- Opening Delimiter -
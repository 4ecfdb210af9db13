//! Single-flight token renewal.
//!
//! Every caller passes the credential revision it last saw. Callers queue on
//! one lock; the first one through performs the network call, and the rest
//! find the revision already advanced and take the committed credential
//! instead of presenting a refresh token that rotation has invalidated.

use std::sync::Arc;

use tokio::sync::{Mutex, MutexGuard};
use tracing::{debug, info, warn};

use crate::error::SessionError;
use crate::models::Credential;
use crate::net::AuthApi;
use crate::store::CredentialStore;

/// Callbacks run while the refresh lock is held, so the session's view
/// changes in the same critical section as the stored credential.
pub trait RefreshHooks: Send + Sync {
    /// About to call the refresh endpoint.
    fn refresh_started(&self) {}

    /// The new credential is committed at `revision`.
    fn refresh_committed(&self, _credential: &Credential, _revision: u64) {}

    /// The refresh failed for a reason other than being superseded.
    fn refresh_failed(&self, _error: &SessionError) {}
}

/// No-op hooks.
impl RefreshHooks for () {}

/// Serializes refresh attempts against one [`CredentialStore`].
pub struct RefreshCoordinator {
    api: AuthApi,
    store: Arc<CredentialStore>,
    lock: Mutex<()>,
}

impl RefreshCoordinator {
    pub fn new(api: AuthApi, store: Arc<CredentialStore>) -> Self {
        Self {
            api,
            store,
            lock: Mutex::new(()),
        }
    }

    /// Hold the refresh lock. Refreshes queue until the guard drops, and then
    /// join whatever credential was committed meanwhile.
    pub async fn exclusive(&self) -> MutexGuard<'_, ()> {
        self.lock.lock().await
    }

    /// Refresh the credential last observed at `observed_revision`.
    ///
    /// Returns the credential to use and its revision. Fails with
    /// [`SessionError::Superseded`] when the credential was cleared while
    /// waiting, without touching the session.
    pub async fn refresh_after(
        &self,
        observed_revision: u64,
        hooks: &dyn RefreshHooks,
    ) -> Result<(Credential, u64), SessionError> {
        let _guard = self.lock.lock().await;

        let current = self.store.revision();
        if current != observed_revision {
            return match self.store.get() {
                Some(credential) => {
                    debug!(observed_revision, current, "Joining refresh committed by another caller");
                    Ok((credential, current))
                }
                None => Err(SessionError::Superseded),
            };
        }

        let result = self.perform(observed_revision, hooks).await;
        match &result {
            Ok(_) | Err(SessionError::Superseded) => {}
            Err(e) => hooks.refresh_failed(e),
        }
        result
    }

    async fn perform(
        &self,
        observed_revision: u64,
        hooks: &dyn RefreshHooks,
    ) -> Result<(Credential, u64), SessionError> {
        let refresh_token = self.store.refresh_token().ok_or(SessionError::NoRefreshToken)?;
        // rotation keeps the tier chosen at login
        let persist_refresh = self.store.persist_refresh();

        hooks.refresh_started();
        let response = self.api.refresh(&refresh_token).await.map_err(|e| {
            if AuthApi::is_rejection(&e) {
                warn!(status = e.status, "Refresh token rejected by server");
            } else {
                warn!(status = e.status, error = %e, "Refresh request failed");
            }
            SessionError::RefreshRejected(e)
        })?;

        let rotated = response
            .refresh_token
            .filter(|t| !t.is_empty())
            .unwrap_or(refresh_token);
        let credential = Credential::new(response.access_token, rotated);

        match self
            .store
            .replace_if_revision(observed_revision, &credential, persist_refresh)?
        {
            Some(revision) => {
                info!(revision, expires_at = ?credential.expires_at, "Token refreshed");
                hooks.refresh_committed(&credential, revision);
                Ok((credential, revision))
            }
            None => {
                info!("Session changed during refresh, discarding new token");
                Err(SessionError::Superseded)
            }
        }
    }
}

impl std::fmt::Debug for RefreshCoordinator {
    fn fmt(&self, f: &mut std::fmt::Formatter<'_>) -> std::fmt::Result {
        f.debug_struct("RefreshCoordinator")
            .field("store", &self.store)
            .field("in_flight", &self.lock.try_lock().is_err())
            .finish()
    }
}
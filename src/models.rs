//! Domain types shared by the session core.
//!
//! - [`Role`] - open set of authorization roles
//! - [`UserProfile`] - cached, denormalized user identity
//! - [`Credential`] - the access/refresh token pair with expiry derived from claims
//! - Wire DTOs for the `/auth/*` endpoints

use std::borrow::Cow;
use std::collections::BTreeSet;
use std::fmt;

use serde::{Deserialize, Deserializer, Serialize};

use crate::token::{self, DecodedClaims};

// =============================================================================
// Role
// =============================================================================

/// Authorization role carried by tokens and user profiles.
///
/// Roles compare by their upper-case name. A leading `ROLE_` authority prefix
/// (as emitted by some servers) is stripped on construction.
#[derive(Debug, Clone, PartialEq, Eq, PartialOrd, Ord, Hash, Serialize, Deserialize)]
#[serde(from = "String", into = "String")]
pub struct Role(Cow<'static, str>);

impl Role {
    pub const ADMIN: Role = Role(Cow::Borrowed("ADMIN"));
    pub const APPROVISIONNEMENT: Role = Role(Cow::Borrowed("APPROVISIONNEMENT"));
    pub const PRODUCTION: Role = Role(Cow::Borrowed("PRODUCTION"));
    pub const LIVRAISON: Role = Role(Cow::Borrowed("LIVRAISON"));

    /// Build a role from any textual name.
    pub fn new(name: impl AsRef<str>) -> Self {
        let upper = name.as_ref().trim().to_uppercase();
        let bare = upper.strip_prefix("ROLE_").unwrap_or(&upper);
        Role(Cow::Owned(bare.to_string()))
    }

    pub fn as_str(&self) -> &str {
        &self.0
    }
}

impl From<String> for Role {
    fn from(value: String) -> Self {
        Role::new(value)
    }
}

impl From<&str> for Role {
    fn from(value: &str) -> Self {
        Role::new(value)
    }
}

impl From<Role> for String {
    fn from(role: Role) -> Self {
        role.0.into_owned()
    }
}

impl fmt::Display for Role {
    fn fmt(&self, f: &mut fmt::Formatter<'_>) -> fmt::Result {
        f.write_str(&self.0)
    }
}

/// Parse a comma separated role list (`"ADMIN, production"`).
pub fn parse_roles(list: &str) -> BTreeSet<Role> {
    list.split(',')
        .map(str::trim)
        .filter(|s| !s.is_empty())
        .map(Role::new)
        .collect()
}

// =============================================================================
// UserProfile
// =============================================================================

/// Cached copy of the authenticated user.
#[derive(Debug, Clone, PartialEq, Serialize, Deserialize)]
#[serde(rename_all = "camelCase")]
pub struct UserProfile {
    #[serde(deserialize_with = "string_or_number")]
    pub id: String,
    #[serde(alias = "fullName", default)]
    pub display_name: String,
    pub email: String,
    #[serde(default)]
    pub roles: BTreeSet<Role>,
    #[serde(default = "default_active")]
    pub active: bool,
}

const fn default_active() -> bool {
    true
}

impl UserProfile {
    /// Derive a profile from token claims, used when nothing better is cached.
    pub fn from_claims(claims: &DecodedClaims) -> Self {
        Self {
            id: claims.sub.clone(),
            display_name: display_name_from_email(&claims.email),
            email: claims.email.clone(),
            roles: claims.roles.clone(),
            active: true,
        }
    }
}

/// Local part of an email address, used as a fallback display name.
pub fn display_name_from_email(email: &str) -> String {
    email.split('@').next().unwrap_or_default().to_string()
}

fn string_or_number<'de, D>(deserializer: D) -> Result<String, D::Error>
where
    D: Deserializer<'de>,
{
    #[derive(Deserialize)]
    #[serde(untagged)]
    enum Id {
        Text(String),
        Number(i64),
    }

    Ok(match Id::deserialize(deserializer)? {
        Id::Text(s) => s,
        Id::Number(n) => n.to_string(),
    })
}

// =============================================================================
// Credential
// =============================================================================

/// The access/refresh token pair identifying an authenticated session.
///
/// `issued_at` and `expires_at` are read from the access-token claims and are
/// `None` when the token cannot be introspected.
#[derive(Clone, PartialEq)]
pub struct Credential {
    pub access_token: String,
    pub refresh_token: String,
    pub issued_at: Option<i64>,
    pub expires_at: Option<i64>,
}

impl Credential {
    /// Create a credential, deriving timestamps from the access token.
    pub fn new(access_token: impl Into<String>, refresh_token: impl Into<String>) -> Self {
        let access_token = access_token.into();
        let claims = token::decode(&access_token).ok();
        Self {
            issued_at: claims.as_ref().and_then(|c| c.iat),
            expires_at: claims.as_ref().and_then(|c| c.exp),
            access_token,
            refresh_token: refresh_token.into(),
        }
    }

    /// Whether the access token is expired with the given skew.
    pub fn is_expired(&self, skew_secs: i64) -> bool {
        token::is_expired(&self.access_token, skew_secs)
    }
}

impl fmt::Debug for Credential {
    fn fmt(&self, f: &mut fmt::Formatter<'_>) -> fmt::Result {
        f.debug_struct("Credential")
            .field("access_token", &"<redacted>")
            .field("refresh_token", &"<redacted>")
            .field("issued_at", &self.issued_at)
            .field("expires_at", &self.expires_at)
            .finish()
    }
}

// =============================================================================
// Wire DTOs
// =============================================================================

/// Body of `POST /auth/login`.
#[derive(Clone, Serialize)]
#[serde(rename_all = "camelCase")]
pub struct LoginRequest {
    pub email: String,
    pub password: String,
    #[serde(skip_serializing_if = "Option::is_none")]
    pub remember_me: Option<bool>,
}

impl LoginRequest {
    pub fn new(email: impl Into<String>, password: impl Into<String>) -> Self {
        Self {
            email: email.into(),
            password: password.into(),
            remember_me: None,
        }
    }

    pub fn remember(mut self, remember_me: bool) -> Self {
        self.remember_me = Some(remember_me);
        self
    }

    pub fn persist_refresh(&self) -> bool {
        self.remember_me.unwrap_or(false)
    }
}

impl fmt::Debug for LoginRequest {
    fn fmt(&self, f: &mut fmt::Formatter<'_>) -> fmt::Result {
        f.debug_struct("LoginRequest")
            .field("email", &self.email)
            .field("password", &"<redacted>")
            .field("remember_me", &self.remember_me)
            .finish()
    }
}

/// Response of `POST /auth/login`.
///
/// Servers answer either with a nested `user` object or with the flat
/// `userId` / `email` / `role` fields.
#[derive(Debug, Clone, Deserialize)]
#[serde(rename_all = "camelCase")]
pub struct LoginResponse {
    pub access_token: String,
    pub refresh_token: String,
    #[serde(default = "default_token_type")]
    pub token_type: String,
    #[serde(default)]
    pub expires_in: Option<i64>,
    #[serde(default)]
    pub user: Option<UserProfile>,
    #[serde(default, deserialize_with = "opt_string_or_number")]
    pub user_id: Option<String>,
    #[serde(default)]
    pub email: Option<String>,
    #[serde(default)]
    pub role: Option<Role>,
}

impl LoginResponse {
    /// Resolve the user profile from the response, falling back to claims.
    pub fn profile(&self) -> Option<UserProfile> {
        if let Some(user) = &self.user {
            return Some(user.clone());
        }
        if let (Some(id), Some(email)) = (&self.user_id, &self.email) {
            return Some(UserProfile {
                id: id.clone(),
                display_name: display_name_from_email(email),
                email: email.clone(),
                roles: self.role.iter().cloned().collect(),
                active: true,
            });
        }
        token::decode(&self.access_token)
            .ok()
            .map(|claims| UserProfile::from_claims(&claims))
    }
}

fn opt_string_or_number<'de, D>(deserializer: D) -> Result<Option<String>, D::Error>
where
    D: Deserializer<'de>,
{
    #[derive(Deserialize)]
    struct Wrapper(#[serde(deserialize_with = "string_or_number")] String);

    Ok(Option::<Wrapper>::deserialize(deserializer)?.map(|w| w.0))
}

/// Body of `POST /auth/refresh` and `POST /auth/logout`.
#[derive(Clone, Serialize)]
#[serde(rename_all = "camelCase")]
pub struct RefreshRequest {
    pub refresh_token: String,
}

/// Response of `POST /auth/refresh`. `refresh_token` is present only when the
/// server rotates it.
#[derive(Debug, Clone, Deserialize)]
#[serde(rename_all = "camelCase")]
pub struct RefreshResponse {
    pub access_token: String,
    #[serde(default)]
    pub refresh_token: Option<String>,
    #[serde(default = "default_token_type")]
    pub token_type: String,
    #[serde(default)]
    pub expires_in: Option<i64>,
}

fn default_token_type() -> String {
    "Bearer".to_string()
}
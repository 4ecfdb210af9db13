//! In-memory storage tier.

use std::collections::HashMap;
use std::sync::{Arc, RwLock};

use tracing::instrument;

use super::{KeyValueStore, StoreError};

/// In-memory key-value tier.
///
/// Uses `Arc<RwLock<HashMap>>` for thread-safe access. Contents live only as
/// long as the process, which makes it the natural ephemeral tier. Clones
/// share the same map.
#[derive(Debug, Clone, Default)]
pub struct MemoryStore {
    inner: Arc<RwLock<HashMap<String, String>>>,
}

impl MemoryStore {
    pub fn new() -> Self {
        Self::default()
    }

    /// Number of stored keys.
    pub fn len(&self) -> usize {
        self.inner.read().map(|m| m.len()).unwrap_or(0)
    }

    pub fn is_empty(&self) -> bool {
        self.len() == 0
    }

    /// Drop every key.
    pub fn wipe(&self) {
        if let Ok(mut guard) = self.inner.write() {
            guard.clear();
        }
    }
}

fn poisoned<E>(_: E) -> StoreError {
    StoreError::Backend("memory store lock poisoned".to_string())
}

impl KeyValueStore for MemoryStore {
    #[instrument(skip(self))]
    fn get(&self, key: &str) -> Result<Option<String>, StoreError> {
        let guard = self.inner.read().map_err(poisoned)?;
        Ok(guard.get(key).cloned())
    }

    #[instrument(skip(self, value))]
    fn set(&self, key: &str, value: &str) -> Result<(), StoreError> {
        let mut guard = self.inner.write().map_err(poisoned)?;
        guard.insert(key.to_string(), value.to_string());
        Ok(())
    }

    #[instrument(skip(self))]
    fn remove(&self, key: &str) -> Result<(), StoreError> {
        let mut guard = self.inner.write().map_err(poisoned)?;
        guard.remove(key);
        Ok(())
    }

    fn contains(&self, key: &str) -> Result<bool, StoreError> {
        let guard = self.inner.read().map_err(poisoned)?;
        Ok(guard.contains_key(key))
    }

    fn name(&self) -> &str {
        "memory"
    }
}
- Closing Delimiter -
● Problem requirements:
Report how many lines of the listing above include the word "redacted". Say nothing but the number.

● Response area:
3